The ClueWeb12 Dataset

The ClueWeb12 dataset was created to support research on information retrieval and related human language technologies. The dataset consists of 870,043,929 English web pages, collected between February 10, 2012 and May 10, 2012. ClueWeb12 is a companion or successor to the ClueWeb09 web dataset. Distribution of ClueWeb12 began in January 2013.

 

Information about the progress of the ClueWeb12 Dataset is available here.

 

Exploring the ClueWeb12 Dataset

Research groups that have a license to use the ClueWeb09 dataset are invited to try out ClueWeb12-B13 dataset. A 5% sample (approximately) is available for interactive search with the Indri search engine. If you already have login credentials for the ClueWeb09 dataset, you may use them for logging into the ClueWeb12-B13 search engine. If you need login credentials, please contact David Pane or Jamie Callan.

 

Obtaining a Copy of the ClueWeb12 Dataset

The ClueWeb12 datasets are distributed by Carnegie Mellon University for research purposes only. A dataset may be obtained from Carnegie Mellon by signing a data license agreement with Carnegie Mellon University, and paying a fee that covers the cost of distributing the dataset.

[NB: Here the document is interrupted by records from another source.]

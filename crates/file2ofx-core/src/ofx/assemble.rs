//! Builds an [`OutputDocument`] from parsed records.

use std::collections::HashMap;

use chrono::NaiveDateTime;
use sha2::{Digest, Sha256};

use super::{
    OfxVersion,
    model::{
        Balance, BalanceEntry, BalanceInfo, DEFAULT_CURRENCY, DocumentHeader, InstitutionConfig,
        OutputDocument, SignOn, Statement, StatementEntry,
    },
};
use crate::{
    error::{ConvertError, ConvertResult},
    fields::format_amount,
    transaction::TransactionRecord,
};

/// OFX date-time format.
pub const OFX_DATETIME_FORMAT: &str = "%Y%m%d%H%M%S";

/// Characters of the description carried in `NAME`.
pub const NAME_MAX_CHARS: usize = 32;

/// Characters of the description carried in `MEMO`.
pub const MEMO_MAX_CHARS: usize = 255;

/// Formats a timestamp as `YYYYMMDDHHMMSS`.
#[must_use]
pub fn format_ofx_datetime(dt: &NaiveDateTime) -> String {
    dt.format(OFX_DATETIME_FORMAT).to_string()
}

/// Assembles a document.
///
/// Pure: the same inputs always give the same document. `generated_at`
/// supplies `DTSERVER`, default balance times and the transaction-set id.
///
/// # Errors
///
/// [`ConvertError::MissingField`] when the institution id or the account id
/// is blank.
pub fn assemble(
    records: &[TransactionRecord],
    institution: &InstitutionConfig,
    balance: Option<&BalanceInfo>,
    version: OfxVersion,
    generated_at: NaiveDateTime,
) -> ConvertResult<OutputDocument> {
    let fi_id = required(&institution.fi_id, "fi_id")?;
    let account_id = required(&institution.account_id, "account_id")?;
    let generated = format_ofx_datetime(&generated_at);

    let start = records.iter().map(|r| r.posted).min().unwrap_or(generated_at);
    let end = records.iter().map(|r| r.posted).max().unwrap_or(generated_at);

    let mut occurrences: HashMap<(NaiveDateTime, String, &str), u32> = HashMap::new();
    let entries = records
        .iter()
        .map(|record| {
            let amount = format_amount(&record.amount);
            let seen = occurrences
                .entry((record.posted, amount.clone(), record.description.as_str()))
                .or_insert(0);
            let occurrence = *seen;
            *seen += 1;
            entry(record, amount, occurrence)
        })
        .collect();

    let balance_entry = |b: Option<Balance>| {
        b.map(|b| BalanceEntry {
            amount: format_amount(&b.amount),
            as_of: format_ofx_datetime(&b.as_of.unwrap_or(generated_at)),
        })
    };
    let balance = balance.copied().unwrap_or_default();

    let currency = institution.currency.trim().to_ascii_uppercase();
    let org = institution.org.as_deref().map(str::trim).filter(|o| !o.is_empty());

    Ok(OutputDocument {
        header: DocumentHeader {
            version,
            security: "NONE",
            encoding: "UTF-8",
            charset: "CSUNICODE",
        },
        signon: SignOn {
            server_time: generated.clone(),
            language: "ENG",
            profile_updated: generated.clone(),
            account_updated: generated.clone(),
            org: org.map(str::to_string),
            fi_id: fi_id.to_string(),
        },
        statement: Statement {
            trnuid: transaction_uid(fi_id, account_id, &generated),
            currency: if currency.is_empty() { DEFAULT_CURRENCY.to_string() } else { currency },
            bank_id: fi_id.to_string(),
            account_id: account_id.to_string(),
            account_type: institution.account_type,
            start: format_ofx_datetime(&start),
            end: format_ofx_datetime(&end),
            entries,
            ledger: balance_entry(balance.ledger),
            available: balance_entry(balance.available),
        },
    })
}

fn required<'a>(value: &'a str, field: &'static str) -> ConvertResult<&'a str> {
    let value = value.trim();
    if value.is_empty() { Err(ConvertError::MissingField { field }) } else { Ok(value) }
}

fn entry(record: &TransactionRecord, amount: String, occurrence: u32) -> StatementEntry {
    let posted = format_ofx_datetime(&record.posted);
    let fitid = fit_id(&posted, &amount, &record.description, occurrence);

    let chars = record.description.chars().count();
    let name = (chars > 0).then(|| record.description.chars().take(NAME_MAX_CHARS).collect());
    let memo = (chars > NAME_MAX_CHARS)
        .then(|| record.description.chars().take(MEMO_MAX_CHARS).collect());

    StatementEntry {
        trntype: record.kind.ofx_code(),
        user_date: posted.clone(),
        posted,
        amount,
        fitid,
        name,
        memo,
    }
}

/// `TRNUID`: first 16 bytes of SHA-256 over institution, account and time.
fn transaction_uid(fi_id: &str, account_id: &str, generated: &str) -> String {
    let digest = Sha256::digest(format!("{fi_id}|{account_id}|{generated}").as_bytes());
    hex::encode(&digest[..16])
}

/// `FITID`: first 8 bytes of SHA-256 over the row's identity, upper-case
/// hex. `occurrence` numbers otherwise identical rows.
fn fit_id(posted: &str, amount: &str, description: &str, occurrence: u32) -> String {
    let digest =
        Sha256::digest(format!("{posted}|{amount}|{description}|{occurrence}").as_bytes());
    hex::encode_upper(&digest[..8])
}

The process for obtaining a ClueWeb12 dataset is described below.

  1. Sign an Organizational Agreement . This agreement must be signed by a person with the authority to sign agreements on behalf of your organization. The person signing must also initial each page of the agreement on the bottom right corner.

    The organizational data license typically applies to a single research group or unit within a larger legal entity. For example, in a university, the organizational license might apply to a research group consisting of a few professors, and the students and staff doing research with them. In this case, the organization would be the name of the research group (e.g., the Information Retrieval Laboratory), and the Corporation/Legal Entity would be the name of the university.

  2. Fax the complete copy (all five pages) of the signed organizational agreement to Dana Houston at the Language Technologies Institute. The fax number is +1 412-268-6298. After you have faxed the organizational agreement, please notify Dana by email (dhouston at cs dot cmu dot edu) so that we know to look for your fax. If you prefer, instead of faxing the agreement you may scan it into a pdf file and email it to Dana (dhouston at cs dot cmu dot edu).

  3. Provide order information to Dana Houston by email or fax:

    1. Which version of the dataset you want: the full dataset or the "TREC 2013 Category B" subset;
    2. Which type of invoice you want: pdf (fast) or paper (slow);
    3. Mail and email address to which the invoice should be sent;
    4. Mailing address and telephone number to which the datasets should be sent (FedEx requires both the shipping address and telephone number);
    5. Preferred shipping method (1 day, 3 day, 1 week); and
    6. Method of payment (wire transfer, check, credit card).

  4. We will send you an email confirmation that we have received your order.

  5. We will send you an invoice for payment, by mail and/or email. The costs of each dataset are shown below.
     

    Item Cost Notes and Explanations
    ClueWeb12-Full
    The full dataset of about 870 million pages
    $430 Includes two 3.0 terabyte hard disks
    (Check Compatiability with your operating system and hardware)
    ClueWeb12-Full
    The full dataset of about 870 million pages
    $615 Includes four 2.0 terabyte hard disks
    ClueWeb12-B13
    A subset of about 50 million pages
    (TREC 2013 "Category B" dataset)
    $180 Includes one 500 gigabyte hard disk
    Shipping (varies) US options: 1 day, 2 day, 7 day
    International options: 1 week

  6. Payment information will be included on the invoice, and should be paid in U.S. dollars only. The dataset will not be shipped until your payment is confirmed. Payment can only be made via check, wire transfer, or credit card.
     
    If you are in a hurry, credit card is the fastest payment method. Please be aware that we are not automatically notified when funds arrive in CMU's bank account. After you make your payment, please notify Dana Houston by email (dhouston at cs dot cmu dot edu) so that we know to watch for it.

  7. We ship the dataset to the mailing address that you specified.

  8. Each individual who will use or have access to the dataset must sign an Individual Agreement. You must retain these signed individual agreements within your organization.

 

Acknowledgements

The creation of the ClueWeb12 dataset was sponsored by National Science Foundation grant CNS-0934358, under its Community Research Infrastructure program. We thank Google for the creation of Freebase annotations for the dataset. Any opinions, findings, conclusions or recommendations expressed on this Web site are those of the author(s) of this site, and do not necessarily reflect those of the sponsors.